State comptroller Lízbeth Basto told a press conference yesterday that six complaints correspond to 533 million pesos (US $27.7 million) that disappeared from the coffers of the Secretariats of Health, Education and Administration and Finance during the Institutional Revolutionary Party (PRI) governorship of Rolando Zapata Bello, who left office on September 30.
The other 20 complaints relate to missing property, such as computers and medical equipment, and administrative discrepancies detected during a review conducted by the new National Action Party (PAN) government led by Mauricio Vila.
They involve the three aforementioned secretariats as well as those of Urban Development and the Environment, Tourism Promotion and General Government, Basto said.
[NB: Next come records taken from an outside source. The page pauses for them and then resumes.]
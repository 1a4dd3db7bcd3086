use assert_cmd::Command;
use std::path::Path;

pub fn run_gitdav_command(dir: &Path, args: &[&str]) -> Command {
    let mut cmd = Command::cargo_bin("gitdav").expect("Failed to find gitdav binary");
    cmd.env("RUST_LOG", "off");
    cmd.current_dir(dir);
    for arg in args {
        cmd.arg(arg);
    }
    cmd
}
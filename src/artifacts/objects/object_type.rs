//! Object header: `<kind> <length>\0`
//!
//! The header is the only place where the object kind appears as text. It is
//! turned into [`ObjectType`] here and nowhere else, so unknown kinds are
//! rejected at a single point.

use crate::artifacts::objects::object_id::ObjectId;
use crate::errors::{GitError, Result};
use std::io::Read;

/// Longest header accepted before the terminating NUL.
///
/// `commit` plus a space plus the 20 digits of `u64::MAX` is 27 bytes.
pub const MAX_HEADER_LENGTH: usize = 32;

#[derive(Debug, Clone, Copy, PartialEq, Eq)]
pub enum ObjectType {
    Blob,
    Tree,
    Commit,
}

impl ObjectType {
    pub fn as_str(&self) -> &'static str {
        match self {
            ObjectType::Blob => "blob",
            ObjectType::Tree => "tree",
            ObjectType::Commit => "commit",
        }
    }
}

impl TryFrom<&[u8]> for ObjectType {
    type Error = ();

    fn try_from(value: &[u8]) -> std::result::Result<Self, ()> {
        match value {
            b"blob" => Ok(ObjectType::Blob),
            b"tree" => Ok(ObjectType::Tree),
            b"commit" => Ok(ObjectType::Commit),
            _ => Err(()),
        }
    }
}

impl std::fmt::Display for ObjectType {
    fn fmt(&self, f: &mut std::fmt::Formatter<'_>) -> std::fmt::Result {
        write!(f, "{}", self.as_str())
    }
}

/// Declared kind and body length of an object
#[derive(Debug, Clone, Copy, PartialEq, Eq)]
pub struct ObjectHeader {
    pub object_type: ObjectType,
    pub length: u64,
}

impl ObjectHeader {
    /// Consume the header from a decompressed object stream.
    ///
    /// Reads one byte at a time so that the reader is left exactly on the
    /// first body byte. `oid` is only used for error context.
    pub fn read_from(oid: &ObjectId, reader: &mut impl Read) -> Result<Self> {
        let mut header = Vec::with_capacity(MAX_HEADER_LENGTH);
        let mut byte = [0u8; 1];

        loop {
            let n = reader
                .read(&mut byte)
                .map_err(|e| GitError::from_stream(oid, e))?;
            if n == 0 {
                return Err(GitError::malformed(oid, "unexpected end of object header"));
            }
            if byte[0] == b'\0' {
                break;
            }
            if header.len() == MAX_HEADER_LENGTH {
                return Err(GitError::malformed(oid, "object header is too long"));
            }
            header.push(byte[0]);
        }

        Self::parse(oid, &header)
    }

    /// Parse the header text without its NUL terminator.
    pub fn parse(oid: &ObjectId, header: &[u8]) -> Result<Self> {
        let mut fields = header.split(|&b| b == b' ');
        let (Some(kind), Some(length), None) = (fields.next(), fields.next(), fields.next()) else {
            return Err(GitError::malformed(
                oid,
                format!("expected \"<kind> <length>\", got {:?}", bstr::BStr::new(header)),
            ));
        };

        let object_type = ObjectType::try_from(kind).map_err(|_| {
            GitError::malformed(
                oid,
                format!("unknown object kind {:?}", bstr::BStr::new(kind)),
            )
        })?;

        if length.is_empty() || !length.iter().all(u8::is_ascii_digit) {
            return Err(GitError::malformed(
                oid,
                format!("invalid object length {:?}", bstr::BStr::new(length)),
            ));
        }
        let length = std::str::from_utf8(length)
            .ok()
            .and_then(|digits| digits.parse::<u64>().ok())
            .ok_or_else(|| GitError::malformed(oid, "object length out of range"))?;

        Ok(Self {
            object_type,
            length,
        })
    }
}
use crate::areas::repository::Repository;
use crate::artifacts::browse::snapshot::Snapshot;
use crate::artifacts::objects::object_id::ObjectId;
use crate::errors::Result;
use std::io::Write;

impl Repository {
    /// Stream the content of the file at `path` of a commit
    pub fn cat_file(&self, commit_id: &ObjectId, path: &str, writer: &mut dyn Write) -> Result<()> {
        let commit = self.commit(commit_id)?;
        let mut blob = Snapshot::from_commit(&commit)?.open(path)?;

        let copied = blob.copy_to(writer)?;
        writer.flush()?;
        tracing::debug!(oid = %blob.oid(), bytes = copied, "wrote blob");

        Ok(())
    }
}
//! `charter feedback` - rate a draft

use anyhow::{Context, Result};
use charter_core::{AgentClient, Config, Feedback};

pub async fn run(config: &Config, feedback: Feedback) -> Result<()> {
    anyhow::ensure!(feedback.score.is_finite(), "Score must be a finite number");

    let client = AgentClient::from_config(config).context("Invalid drafting service URL")?;
    client
        .send_feedback(&feedback)
        .await
        .context("Failed to send feedback")?;

    println!("Thanks, feedback recorded.");
    Ok(())
}
//! `charter draft` - submit a topic and follow the pipeline

use std::io::{BufRead, IsTerminal, Write};
use std::process::ExitCode;

use anyhow::{Context, Result};
use charter_core::{flow, AgentClient, Config, FileStore, FlowState, ProgressController, SessionId};
use tracing::info;

use crate::view::TerminalView;
use crate::viewer::ViewerNavigator;

pub async fn run(config: &Config, topic_words: &[String]) -> Result<ExitCode> {
    let client = AgentClient::from_config(config).context("Invalid drafting service URL")?;
    let store = FileStore::new(config.store_dir());

    // One identifier per process, like one per page load
    let session_id = SessionId::generate();
    info!(session_id = %session_id, "Using store at {:?}", store.dir());

    let stderr = std::io::stderr();
    let interactive = stderr.is_terminal();
    let mut controller = ProgressController::new(
        session_id,
        Box::new(store.clone()),
        Box::new(ViewerNavigator::new(store, std::io::stdout())),
        Box::new(TerminalView::new(stderr, interactive)),
    );

    let topic = if topic_words.is_empty() {
        match prompt_topic()? {
            Some(topic) => topic,
            None => return Ok(ExitCode::from(exit_status(&FlowState::Idle))),
        }
    } else {
        topic_words.join(" ")
    };

    let state = flow::run(&mut controller, &client, &topic).await;
    Ok(ExitCode::from(exit_status(&state)))
}

/// Ask until a non-blank topic is entered; `None` on end of input
fn prompt_topic() -> Result<Option<String>> {
    read_topic(std::io::stdin().lock(), &mut std::io::stderr())
}

fn read_topic(input: impl BufRead, prompt: &mut impl Write) -> Result<Option<String>> {
    let mut lines = input.lines();
    loop {
        write!(prompt, "Use case: ").ok();
        prompt.flush().ok();

        let Some(line) = lines.next() else {
            return Ok(None);
        };
        let line = line.context("Failed to read topic")?;
        if !line.trim().is_empty() {
            return Ok(Some(line));
        }
    }
}

fn exit_status(state: &FlowState) -> u8 {
    match state {
        FlowState::Completed => 0,
        // Blank topic: nothing was sent
        FlowState::Idle => 2,
        _ => 1,
    }
}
The government will file the complaints with the relevant auditor’s offices on January 14.
The new government also detected irregularities in a range of other government agencies including the state’s Social Security Institute (Isstey) and the Institute of Sport (Idey).
The complaints to be filed on Monday represent only one portion of government funds that were allegedly embezzled during Zapata’s governorship.
During its final three years in office, the previous administration allegedly diverted around 900 million pesos (US $46.8 million) to ghost and shell companies that were supposedly contracted to provide services to government agencies.
Many of the companies that benefited from the suspected embezzlement scheme were created in the first years of Zapata’s six-year term, which began in October 2012. Some share the same fiscal domicile.
Former Yucatán governor Patricio Patrón Laviada, who governed for the PAN between 2001 and 2007, filed a complaint about the alleged scheme in June last year, describing it as “the Yucatecan version of the master fraud,” in which 11 federal agencies were found to have diverted over 3.4 billion pesos (US $176.8 million at today’s exchange rate) during the government of past-president Enrique Peña Nieto.
The scheme in Yucatán was allegedly controlled by two men who, according to sources who worked in the last government, were very close to ex-governor Zapata.
Late last year, the ex-governor was seen shopping with his family at a Gucci store on New York’s Fifth Avenue.